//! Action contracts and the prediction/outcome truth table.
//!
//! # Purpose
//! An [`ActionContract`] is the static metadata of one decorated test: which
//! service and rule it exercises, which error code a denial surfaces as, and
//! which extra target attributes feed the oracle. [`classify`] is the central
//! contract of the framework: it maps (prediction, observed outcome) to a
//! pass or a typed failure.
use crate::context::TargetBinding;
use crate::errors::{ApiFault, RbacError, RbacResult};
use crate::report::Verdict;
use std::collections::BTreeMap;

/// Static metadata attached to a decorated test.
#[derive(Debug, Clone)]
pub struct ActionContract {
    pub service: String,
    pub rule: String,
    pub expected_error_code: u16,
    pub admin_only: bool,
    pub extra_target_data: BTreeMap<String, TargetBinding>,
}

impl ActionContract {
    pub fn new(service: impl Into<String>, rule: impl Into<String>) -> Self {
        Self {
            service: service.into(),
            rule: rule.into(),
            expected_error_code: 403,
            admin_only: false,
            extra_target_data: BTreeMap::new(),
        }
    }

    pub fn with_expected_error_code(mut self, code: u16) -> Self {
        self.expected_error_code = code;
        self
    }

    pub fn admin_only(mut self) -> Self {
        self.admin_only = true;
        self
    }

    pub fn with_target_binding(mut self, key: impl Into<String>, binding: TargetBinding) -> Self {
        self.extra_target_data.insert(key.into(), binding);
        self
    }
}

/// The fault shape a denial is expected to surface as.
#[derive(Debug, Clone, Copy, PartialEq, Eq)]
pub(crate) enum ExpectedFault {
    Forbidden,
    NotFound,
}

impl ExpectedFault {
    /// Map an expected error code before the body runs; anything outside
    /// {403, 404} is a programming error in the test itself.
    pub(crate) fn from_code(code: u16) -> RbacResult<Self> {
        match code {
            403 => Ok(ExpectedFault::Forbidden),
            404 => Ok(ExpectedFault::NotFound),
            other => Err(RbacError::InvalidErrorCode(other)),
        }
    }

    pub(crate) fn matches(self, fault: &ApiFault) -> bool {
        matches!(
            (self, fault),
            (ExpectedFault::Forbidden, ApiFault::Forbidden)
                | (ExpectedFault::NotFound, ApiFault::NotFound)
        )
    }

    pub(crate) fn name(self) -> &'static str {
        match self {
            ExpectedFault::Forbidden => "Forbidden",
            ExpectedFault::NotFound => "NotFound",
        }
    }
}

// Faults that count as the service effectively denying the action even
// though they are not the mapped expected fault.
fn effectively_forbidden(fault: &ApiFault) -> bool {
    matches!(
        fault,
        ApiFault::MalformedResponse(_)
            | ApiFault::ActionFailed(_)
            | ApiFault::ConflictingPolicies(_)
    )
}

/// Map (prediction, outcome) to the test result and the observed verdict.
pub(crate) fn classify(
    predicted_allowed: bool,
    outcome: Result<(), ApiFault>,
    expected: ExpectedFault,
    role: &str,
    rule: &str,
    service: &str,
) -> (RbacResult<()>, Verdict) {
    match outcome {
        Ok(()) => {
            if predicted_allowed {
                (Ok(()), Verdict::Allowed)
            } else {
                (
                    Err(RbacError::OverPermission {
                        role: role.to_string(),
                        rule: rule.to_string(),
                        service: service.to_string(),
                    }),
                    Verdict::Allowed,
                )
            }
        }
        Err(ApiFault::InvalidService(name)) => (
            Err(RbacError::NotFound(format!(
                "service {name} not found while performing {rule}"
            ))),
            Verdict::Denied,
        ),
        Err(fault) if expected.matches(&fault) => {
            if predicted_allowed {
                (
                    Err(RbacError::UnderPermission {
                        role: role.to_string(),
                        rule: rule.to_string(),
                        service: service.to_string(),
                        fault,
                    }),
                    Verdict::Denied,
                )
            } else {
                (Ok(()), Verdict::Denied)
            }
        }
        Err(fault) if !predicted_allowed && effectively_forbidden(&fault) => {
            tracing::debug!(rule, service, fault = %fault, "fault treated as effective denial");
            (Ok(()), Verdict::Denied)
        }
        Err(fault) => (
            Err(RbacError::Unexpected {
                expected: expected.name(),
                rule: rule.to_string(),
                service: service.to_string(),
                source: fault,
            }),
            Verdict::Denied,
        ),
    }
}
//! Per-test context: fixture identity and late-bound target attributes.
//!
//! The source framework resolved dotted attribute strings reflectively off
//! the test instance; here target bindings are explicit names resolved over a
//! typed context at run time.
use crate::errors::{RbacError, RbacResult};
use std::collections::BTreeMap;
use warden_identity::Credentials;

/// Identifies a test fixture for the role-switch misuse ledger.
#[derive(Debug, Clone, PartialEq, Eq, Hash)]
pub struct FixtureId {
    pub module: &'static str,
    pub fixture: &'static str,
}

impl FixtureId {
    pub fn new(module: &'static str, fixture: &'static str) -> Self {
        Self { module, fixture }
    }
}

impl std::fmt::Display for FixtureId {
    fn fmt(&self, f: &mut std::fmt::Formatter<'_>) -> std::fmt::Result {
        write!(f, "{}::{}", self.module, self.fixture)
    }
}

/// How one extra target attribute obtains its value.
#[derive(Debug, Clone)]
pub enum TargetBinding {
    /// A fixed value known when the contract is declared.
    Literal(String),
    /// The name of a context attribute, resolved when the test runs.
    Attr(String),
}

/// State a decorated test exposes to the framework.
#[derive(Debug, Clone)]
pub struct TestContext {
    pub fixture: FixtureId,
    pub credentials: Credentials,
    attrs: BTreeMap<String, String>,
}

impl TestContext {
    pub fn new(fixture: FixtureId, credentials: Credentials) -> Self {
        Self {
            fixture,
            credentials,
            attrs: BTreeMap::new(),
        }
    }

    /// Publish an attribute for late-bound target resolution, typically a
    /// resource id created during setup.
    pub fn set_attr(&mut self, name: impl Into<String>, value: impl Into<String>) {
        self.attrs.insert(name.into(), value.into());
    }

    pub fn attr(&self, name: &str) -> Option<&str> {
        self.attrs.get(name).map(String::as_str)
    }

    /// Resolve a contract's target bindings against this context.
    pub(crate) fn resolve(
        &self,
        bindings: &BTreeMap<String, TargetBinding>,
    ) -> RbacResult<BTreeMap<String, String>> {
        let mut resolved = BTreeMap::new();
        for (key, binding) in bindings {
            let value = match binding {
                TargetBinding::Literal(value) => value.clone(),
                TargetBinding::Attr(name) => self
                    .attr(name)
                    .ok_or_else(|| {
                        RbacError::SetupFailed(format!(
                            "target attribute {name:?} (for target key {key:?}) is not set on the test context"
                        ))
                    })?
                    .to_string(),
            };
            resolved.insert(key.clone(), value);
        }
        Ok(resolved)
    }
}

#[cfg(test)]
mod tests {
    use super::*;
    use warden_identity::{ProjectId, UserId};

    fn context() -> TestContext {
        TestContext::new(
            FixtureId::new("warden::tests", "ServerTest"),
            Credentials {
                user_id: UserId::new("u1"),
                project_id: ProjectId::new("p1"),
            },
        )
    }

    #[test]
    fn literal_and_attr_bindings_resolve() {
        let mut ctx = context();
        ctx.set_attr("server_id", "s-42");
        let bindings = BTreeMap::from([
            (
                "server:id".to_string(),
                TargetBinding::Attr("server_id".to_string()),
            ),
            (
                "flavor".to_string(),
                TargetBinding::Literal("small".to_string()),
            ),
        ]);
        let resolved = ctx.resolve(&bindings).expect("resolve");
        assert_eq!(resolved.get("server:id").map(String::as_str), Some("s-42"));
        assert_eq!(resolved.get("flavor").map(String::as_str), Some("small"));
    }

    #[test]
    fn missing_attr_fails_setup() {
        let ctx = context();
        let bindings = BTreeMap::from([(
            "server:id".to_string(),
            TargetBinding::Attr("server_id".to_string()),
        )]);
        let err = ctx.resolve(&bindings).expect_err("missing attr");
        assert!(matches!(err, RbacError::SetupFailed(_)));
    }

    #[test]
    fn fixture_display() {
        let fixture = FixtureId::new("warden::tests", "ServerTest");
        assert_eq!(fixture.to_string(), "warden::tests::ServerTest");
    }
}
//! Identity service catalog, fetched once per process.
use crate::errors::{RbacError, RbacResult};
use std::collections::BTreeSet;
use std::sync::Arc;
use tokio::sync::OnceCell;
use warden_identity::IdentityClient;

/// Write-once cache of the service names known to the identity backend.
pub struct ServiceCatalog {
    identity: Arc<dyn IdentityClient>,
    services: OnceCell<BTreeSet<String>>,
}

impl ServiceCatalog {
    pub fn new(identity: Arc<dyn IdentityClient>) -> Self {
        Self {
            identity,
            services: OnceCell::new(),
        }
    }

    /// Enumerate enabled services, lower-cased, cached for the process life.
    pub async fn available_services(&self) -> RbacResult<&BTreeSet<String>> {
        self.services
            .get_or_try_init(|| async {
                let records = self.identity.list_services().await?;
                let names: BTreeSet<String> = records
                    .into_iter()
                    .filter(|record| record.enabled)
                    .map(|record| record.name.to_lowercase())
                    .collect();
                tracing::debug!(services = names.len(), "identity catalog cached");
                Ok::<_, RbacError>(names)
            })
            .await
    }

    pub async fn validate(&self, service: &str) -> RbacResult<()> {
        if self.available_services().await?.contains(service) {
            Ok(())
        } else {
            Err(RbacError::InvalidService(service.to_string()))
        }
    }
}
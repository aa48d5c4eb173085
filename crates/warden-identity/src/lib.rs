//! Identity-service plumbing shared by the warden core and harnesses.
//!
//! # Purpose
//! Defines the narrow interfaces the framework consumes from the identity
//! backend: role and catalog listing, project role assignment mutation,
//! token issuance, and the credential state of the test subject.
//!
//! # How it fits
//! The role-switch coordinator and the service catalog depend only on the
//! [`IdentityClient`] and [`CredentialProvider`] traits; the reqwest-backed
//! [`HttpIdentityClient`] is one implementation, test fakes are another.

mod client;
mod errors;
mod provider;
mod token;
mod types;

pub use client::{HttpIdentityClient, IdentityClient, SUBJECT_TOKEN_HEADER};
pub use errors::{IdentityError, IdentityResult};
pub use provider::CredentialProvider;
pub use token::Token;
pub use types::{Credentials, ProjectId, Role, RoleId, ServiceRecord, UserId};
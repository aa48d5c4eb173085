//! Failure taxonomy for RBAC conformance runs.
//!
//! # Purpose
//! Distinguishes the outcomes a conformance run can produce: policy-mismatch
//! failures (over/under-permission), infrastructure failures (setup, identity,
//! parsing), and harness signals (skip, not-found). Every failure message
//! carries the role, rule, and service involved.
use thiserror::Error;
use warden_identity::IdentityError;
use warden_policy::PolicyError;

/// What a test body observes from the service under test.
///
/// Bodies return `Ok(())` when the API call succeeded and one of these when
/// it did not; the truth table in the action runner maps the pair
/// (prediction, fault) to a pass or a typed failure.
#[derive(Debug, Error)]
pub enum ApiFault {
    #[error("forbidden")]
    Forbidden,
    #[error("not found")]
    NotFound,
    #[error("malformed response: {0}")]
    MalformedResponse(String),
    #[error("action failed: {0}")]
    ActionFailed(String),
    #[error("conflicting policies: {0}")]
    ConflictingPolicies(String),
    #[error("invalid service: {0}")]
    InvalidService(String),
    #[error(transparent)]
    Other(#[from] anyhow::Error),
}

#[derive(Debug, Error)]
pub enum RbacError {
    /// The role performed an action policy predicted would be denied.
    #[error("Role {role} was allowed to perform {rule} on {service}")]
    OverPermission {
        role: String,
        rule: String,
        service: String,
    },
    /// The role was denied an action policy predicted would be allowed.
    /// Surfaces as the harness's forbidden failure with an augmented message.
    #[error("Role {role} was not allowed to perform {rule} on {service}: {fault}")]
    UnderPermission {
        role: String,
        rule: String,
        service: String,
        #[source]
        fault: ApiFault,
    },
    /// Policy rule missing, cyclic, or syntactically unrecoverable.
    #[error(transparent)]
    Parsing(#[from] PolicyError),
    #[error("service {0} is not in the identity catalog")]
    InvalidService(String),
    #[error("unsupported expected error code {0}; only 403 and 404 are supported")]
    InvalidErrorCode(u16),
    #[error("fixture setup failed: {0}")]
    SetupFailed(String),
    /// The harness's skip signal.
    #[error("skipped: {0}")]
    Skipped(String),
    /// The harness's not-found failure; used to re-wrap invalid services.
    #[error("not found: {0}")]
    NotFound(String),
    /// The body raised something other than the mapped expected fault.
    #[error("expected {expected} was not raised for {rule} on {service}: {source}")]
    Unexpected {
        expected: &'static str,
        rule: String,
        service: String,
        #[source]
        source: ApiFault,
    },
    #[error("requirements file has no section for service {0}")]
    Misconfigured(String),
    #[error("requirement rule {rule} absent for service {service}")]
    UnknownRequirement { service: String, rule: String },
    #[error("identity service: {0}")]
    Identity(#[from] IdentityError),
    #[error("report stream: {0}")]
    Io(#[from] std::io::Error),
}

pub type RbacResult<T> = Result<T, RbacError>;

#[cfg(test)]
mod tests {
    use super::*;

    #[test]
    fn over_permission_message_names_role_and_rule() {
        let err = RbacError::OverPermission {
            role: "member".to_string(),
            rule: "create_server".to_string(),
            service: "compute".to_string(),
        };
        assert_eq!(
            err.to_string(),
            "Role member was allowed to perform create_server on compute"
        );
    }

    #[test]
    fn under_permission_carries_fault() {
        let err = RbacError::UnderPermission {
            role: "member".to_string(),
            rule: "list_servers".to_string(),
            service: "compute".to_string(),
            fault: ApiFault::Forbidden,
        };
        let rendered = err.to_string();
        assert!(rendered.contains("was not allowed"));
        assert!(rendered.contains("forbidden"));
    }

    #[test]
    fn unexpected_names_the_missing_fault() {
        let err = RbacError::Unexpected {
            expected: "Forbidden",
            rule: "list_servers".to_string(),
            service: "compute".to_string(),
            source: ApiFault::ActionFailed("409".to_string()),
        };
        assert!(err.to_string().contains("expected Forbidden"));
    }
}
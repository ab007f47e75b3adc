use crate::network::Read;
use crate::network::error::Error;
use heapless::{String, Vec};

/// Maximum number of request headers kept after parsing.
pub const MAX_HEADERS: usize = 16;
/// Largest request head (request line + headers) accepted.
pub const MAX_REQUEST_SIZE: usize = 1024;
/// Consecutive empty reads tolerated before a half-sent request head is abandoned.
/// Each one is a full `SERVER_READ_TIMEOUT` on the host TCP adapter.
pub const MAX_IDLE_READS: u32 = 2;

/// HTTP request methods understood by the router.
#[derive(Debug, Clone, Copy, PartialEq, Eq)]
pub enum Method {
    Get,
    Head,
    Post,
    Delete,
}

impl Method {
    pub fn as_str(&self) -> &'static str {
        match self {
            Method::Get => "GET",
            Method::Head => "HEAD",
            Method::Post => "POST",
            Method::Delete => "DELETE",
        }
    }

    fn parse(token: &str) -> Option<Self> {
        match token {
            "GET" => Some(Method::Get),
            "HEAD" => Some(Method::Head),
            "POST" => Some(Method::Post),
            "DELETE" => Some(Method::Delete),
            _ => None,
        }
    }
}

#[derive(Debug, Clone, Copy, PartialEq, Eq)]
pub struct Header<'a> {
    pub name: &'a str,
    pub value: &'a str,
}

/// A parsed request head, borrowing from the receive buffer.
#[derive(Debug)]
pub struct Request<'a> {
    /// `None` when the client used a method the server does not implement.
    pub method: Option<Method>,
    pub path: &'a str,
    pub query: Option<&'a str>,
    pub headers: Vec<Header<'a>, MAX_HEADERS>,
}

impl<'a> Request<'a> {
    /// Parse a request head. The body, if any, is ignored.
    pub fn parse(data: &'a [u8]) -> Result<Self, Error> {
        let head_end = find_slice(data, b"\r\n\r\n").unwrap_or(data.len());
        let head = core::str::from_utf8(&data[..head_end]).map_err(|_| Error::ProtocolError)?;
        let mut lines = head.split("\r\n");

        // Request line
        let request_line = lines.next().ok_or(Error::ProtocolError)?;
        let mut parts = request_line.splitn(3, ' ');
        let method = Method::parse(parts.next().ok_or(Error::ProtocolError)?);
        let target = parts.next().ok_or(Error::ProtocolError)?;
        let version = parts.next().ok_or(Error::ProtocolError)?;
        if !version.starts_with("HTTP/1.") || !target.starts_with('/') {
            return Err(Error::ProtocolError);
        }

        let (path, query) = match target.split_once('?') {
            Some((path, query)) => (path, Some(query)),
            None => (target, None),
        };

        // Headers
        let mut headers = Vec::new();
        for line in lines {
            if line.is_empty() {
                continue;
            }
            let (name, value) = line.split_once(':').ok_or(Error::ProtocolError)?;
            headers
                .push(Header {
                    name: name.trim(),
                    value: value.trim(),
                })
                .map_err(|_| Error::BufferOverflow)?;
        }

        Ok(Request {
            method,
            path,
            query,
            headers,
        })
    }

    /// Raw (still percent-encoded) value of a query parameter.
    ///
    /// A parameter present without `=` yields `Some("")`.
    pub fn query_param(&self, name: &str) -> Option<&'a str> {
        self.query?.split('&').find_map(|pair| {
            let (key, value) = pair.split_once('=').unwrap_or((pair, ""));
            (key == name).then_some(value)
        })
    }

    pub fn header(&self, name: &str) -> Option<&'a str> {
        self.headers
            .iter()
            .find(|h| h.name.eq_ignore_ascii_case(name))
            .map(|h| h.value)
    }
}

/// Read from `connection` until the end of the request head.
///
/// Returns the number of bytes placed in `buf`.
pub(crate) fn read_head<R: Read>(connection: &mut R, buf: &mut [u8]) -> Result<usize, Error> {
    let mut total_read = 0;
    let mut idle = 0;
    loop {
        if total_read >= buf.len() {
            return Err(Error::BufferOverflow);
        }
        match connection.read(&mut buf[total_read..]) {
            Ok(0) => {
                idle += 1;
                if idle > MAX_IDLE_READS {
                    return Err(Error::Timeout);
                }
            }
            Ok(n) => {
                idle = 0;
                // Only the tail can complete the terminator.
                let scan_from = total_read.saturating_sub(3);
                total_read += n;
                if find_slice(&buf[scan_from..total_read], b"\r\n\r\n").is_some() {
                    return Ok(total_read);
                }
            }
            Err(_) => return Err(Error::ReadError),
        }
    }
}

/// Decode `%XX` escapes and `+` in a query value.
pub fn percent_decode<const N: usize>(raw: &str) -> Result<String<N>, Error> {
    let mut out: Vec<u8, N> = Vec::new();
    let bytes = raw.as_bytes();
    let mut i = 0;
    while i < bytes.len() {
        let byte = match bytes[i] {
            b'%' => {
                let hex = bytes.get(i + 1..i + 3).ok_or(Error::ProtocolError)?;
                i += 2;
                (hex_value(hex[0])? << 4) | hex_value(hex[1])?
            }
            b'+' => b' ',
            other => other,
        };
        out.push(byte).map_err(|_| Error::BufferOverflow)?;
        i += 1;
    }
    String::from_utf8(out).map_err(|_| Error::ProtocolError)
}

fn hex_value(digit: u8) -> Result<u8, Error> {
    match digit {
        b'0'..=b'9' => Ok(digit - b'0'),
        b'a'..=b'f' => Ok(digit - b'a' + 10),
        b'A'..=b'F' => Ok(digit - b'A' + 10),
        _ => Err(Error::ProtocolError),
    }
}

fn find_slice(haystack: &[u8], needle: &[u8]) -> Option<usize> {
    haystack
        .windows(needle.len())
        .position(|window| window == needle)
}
^^^^^^^^
TASK STATEMENT - Go back to the start of the listing above. Reproduce each line exactly, ending with the line that contains "surfaces as, and".

SOLUTION -
//! Action contracts and the prediction/outcome truth table.
//!
//! # Purpose
//! An [`ActionContract`] is the static metadata of one decorated test: which
//! service and rule it exercises, which error code a denial surfaces as, and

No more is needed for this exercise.